» **What is needed**: Read through the listing below and copy each line in which the word "later" occurs.

» **Supplied information**:
--- START ---

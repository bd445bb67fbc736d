//! The status transition engine.

use chrono::{DateTime, Utc};
use tracing::{debug, info};

use regidesk_entity::request::{RequestRecord, RequestStatus, TransitionEntry};
use regidesk_entity::user::UserRole;

use crate::TRANSITION_REQUIRED_ROLE;
use crate::rejection::TransitionRejection;
use crate::tables;

/// Applies role-gated, table-checked status transitions to records.
///
/// Stateless: every call takes the full prior record and returns a full
/// new record. The caller persists the result; the optimistic-concurrency
/// version is bumped by the record store on write, never here.
#[derive(Debug, Clone, Copy, Default)]
pub struct StatusTransitionEngine;

impl StatusTransitionEngine {
    pub fn new() -> Self {
        Self
    }

    /// Attempt to move `record` to `proposed`.
    ///
    /// Checks run in a fixed order: actor role, no-op, transition table,
    /// rejection reason. On success the returned record carries the new
    /// status, a destination-state timestamp, an appended history entry,
    /// and a fresh `updated_at`. The input record is never mutated, so a
    /// refusal leaves no partial update behind.
    pub fn attempt_transition(
        &self,
        record: &RequestRecord,
        proposed: RequestStatus,
        actor_role: UserRole,
        rejection_reason: Option<&str>,
        now: DateTime<Utc>,
    ) -> Result<RequestRecord, TransitionRejection> {
        if !actor_role.has_at_least(&TRANSITION_REQUIRED_ROLE) {
            return Err(TransitionRejection::InsufficientRole {
                required: TRANSITION_REQUIRED_ROLE,
                actual: actor_role,
            });
        }

        if record.status == proposed {
            debug!(record_id = %record.id, status = %proposed, "Transition is a no-op");
            return Err(TransitionRejection::NoOp {
                status: record.status,
            });
        }

        let family = record.document_type.family();
        if !tables::is_allowed(family, record.status, proposed) {
            return Err(TransitionRejection::IllegalTransition {
                document_type: record.document_type,
                from: record.status,
                to: proposed,
            });
        }

        let reason = rejection_reason.map(str::trim).filter(|r| !r.is_empty());
        if proposed == RequestStatus::Rejected && reason.is_none() {
            return Err(TransitionRejection::MissingReason);
        }

        let mut updated = record.clone();
        let from = updated.status;
        updated.status = proposed;
        updated.set_stamp(proposed, now);
        if proposed == RequestStatus::Rejected {
            updated.rejection_reason = reason.map(str::to_string);
        }
        updated.history.push(TransitionEntry {
            from,
            to: proposed,
            actor_role,
            at: now,
        });
        updated.updated_at = now;

        info!(
            record_id = %updated.id,
            document_type = %updated.document_type,
            %from,
            to = %proposed,
            actor_role = %actor_role,
            "Status transition applied"
        );
        Ok(updated)
    }
}

#[cfg(test)]
mod tests {
    use super::*;
    use regidesk_core::types::UserId;
    use regidesk_entity::request::DocumentType;

    fn record(document_type: DocumentType, status: RequestStatus) -> RequestRecord {
        let mut record = RequestRecord::new(
            UserId::new(),
            document_type,
            serde_json::json!({"studentName": "Maria Santos"}),
            Utc::now(),
        );
        record.status = status;
        record
    }

    fn engine() -> StatusTransitionEngine {
        StatusTransitionEngine::new()
    }

    #[test]
    fn test_approve_pending_request() {
        let now = Utc::now();
        let record = record(DocumentType::Form138, RequestStatus::Pending);

        let updated = engine()
            .attempt_transition(&record, RequestStatus::Approved, UserRole::Admin, None, now)
            .unwrap();

        assert_eq!(updated.status, RequestStatus::Approved);
        assert_eq!(updated.approved_at, Some(now));
        assert_eq!(updated.updated_at, now);
        assert_eq!(updated.history.len(), 1);
        assert_eq!(updated.history[0].from, RequestStatus::Pending);
        assert_eq!(updated.history[0].to, RequestStatus::Approved);
        assert_eq!(updated.history[0].actor_role, UserRole::Admin);
    }

    #[test]
    fn test_stub_family_cannot_skip_to_completed() {
        let record = record(DocumentType::Form137, RequestStatus::Pending);

        let rejection = engine()
            .attempt_transition(
                &record,
                RequestStatus::Completed,
                UserRole::Admin,
                None,
                Utc::now(),
            )
            .unwrap_err();

        assert_eq!(
            rejection,
            TransitionRejection::IllegalTransition {
                document_type: DocumentType::Form137,
                from: RequestStatus::Pending,
                to: RequestStatus::Completed,
            }
        );
    }

    #[test]
    fn test_direct_family_approved_to_ready_stamps_ready_at() {
        let now = Utc::now();
        let record = record(DocumentType::Form138, RequestStatus::Approved);

        let updated = engine()
            .attempt_transition(&record, RequestStatus::Ready, UserRole::Admin, None, now)
            .unwrap();

        assert_eq!(updated.status, RequestStatus::Ready);
        assert_eq!(updated.ready_at, Some(now));
    }

    #[test]
    fn test_stub_family_full_pipeline() {
        let engine = engine();
        let now = Utc::now();
        let record = record(DocumentType::Form137, RequestStatus::Pending);

        let approved = engine
            .attempt_transition(&record, RequestStatus::Approved, UserRole::Admin, None, now)
            .unwrap();
        let stubbed = engine
            .attempt_transition(
                &approved,
                RequestStatus::StubGenerated,
                UserRole::Admin,
                None,
                now,
            )
            .unwrap();
        let completed = engine
            .attempt_transition(
                &stubbed,
                RequestStatus::Completed,
                UserRole::Admin,
                None,
                now,
            )
            .unwrap();

        assert_eq!(completed.status, RequestStatus::Completed);
        assert_eq!(completed.stub_generated_at, Some(now));
        assert_eq!(completed.completed_at, Some(now));
        assert_eq!(completed.history.len(), 3);
    }

    #[test]
    fn test_regular_user_cannot_transition() {
        let record = record(DocumentType::Form138, RequestStatus::Pending);

        let rejection = engine()
            .attempt_transition(
                &record,
                RequestStatus::Approved,
                UserRole::User,
                None,
                Utc::now(),
            )
            .unwrap_err();

        assert_eq!(
            rejection,
            TransitionRejection::InsufficientRole {
                required: UserRole::Admin,
                actual: UserRole::User,
            }
        );
    }

    #[test]
    fn test_reapplying_status_is_noop_and_never_restamps() {
        let engine = engine();
        let first = Utc::now();
        let record = record(DocumentType::Form138, RequestStatus::Pending);

        let approved = engine
            .attempt_transition(&record, RequestStatus::Approved, UserRole::Admin, None, first)
            .unwrap();

        let later = first + chrono::Duration::minutes(5);
        let rejection = engine
            .attempt_transition(&approved, RequestStatus::Approved, UserRole::Admin, None, later)
            .unwrap_err();

        assert_eq!(
            rejection,
            TransitionRejection::NoOp {
                status: RequestStatus::Approved,
            }
        );
        // The original stamp survives untouched.
        assert_eq!(approved.approved_at, Some(first));
        assert_eq!(approved.history.len(), 1);
    }

    #[test]
    fn test_rejection_requires_reason() {
        let record = record(DocumentType::Form137, RequestStatus::Pending);

        for reason in [None, Some(""), Some("   ")] {
            let rejection = engine()
                .attempt_transition(
                    &record,
                    RequestStatus::Rejected,
                    UserRole::Admin,
                    reason,
                    Utc::now(),
                )
                .unwrap_err();
            assert_eq!(rejection, TransitionRejection::MissingReason);
        }
        assert_eq!(record.status, RequestStatus::Pending);
        assert!(record.rejection_reason.is_none());
    }

    #[test]
    fn test_rejection_with_reason_stamps_and_records_reason() {
        let now = Utc::now();
        let record = record(DocumentType::GoodMoral, RequestStatus::Pending);

        let updated = engine()
            .attempt_transition(
                &record,
                RequestStatus::Rejected,
                UserRole::Admin,
                Some("Incomplete requirements"),
                now,
            )
            .unwrap();

        assert_eq!(updated.status, RequestStatus::Rejected);
        assert_eq!(updated.rejected_at, Some(now));
        assert_eq!(
            updated.rejection_reason.as_deref(),
            Some("Incomplete requirements")
        );
    }

    #[test]
    fn test_every_unlisted_pair_is_rejected() {
        let engine = engine();
        let now = Utc::now();

        for document_type in [
            DocumentType::Form137,
            DocumentType::Form138,
            DocumentType::GoodMoral,
            DocumentType::Enrollment,
        ] {
            let family = document_type.family();
            for from in RequestStatus::all() {
                for to in RequestStatus::all() {
                    let record = record(document_type, from);
                    let reason = (to == RequestStatus::Rejected).then_some("reason");
                    let result = engine.attempt_transition(
                        &record,
                        to,
                        UserRole::Admin,
                        reason,
                        now,
                    );
                    if crate::tables::is_allowed(family, from, to) {
                        assert!(result.is_ok(), "{document_type}: {from} -> {to}");
                    } else {
                        assert!(result.is_err(), "{document_type}: {from} -> {to}");
                    }
                }
            }
        }
    }

    #[test]
    fn test_version_is_left_for_the_store_to_bump() {
        let record = record(DocumentType::Enrollment, RequestStatus::Pending);
        let updated = engine()
            .attempt_transition(
                &record,
                RequestStatus::Approved,
                UserRole::Admin,
                None,
                Utc::now(),
            )
            .unwrap();
        assert_eq!(updated.version, record.version);
    }
}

--- END ---

» **Your response**:
        let later = first + chrono::Duration::minutes(5);
            .attempt_transition(&approved, RequestStatus::Approved, UserRole::Admin, None, later)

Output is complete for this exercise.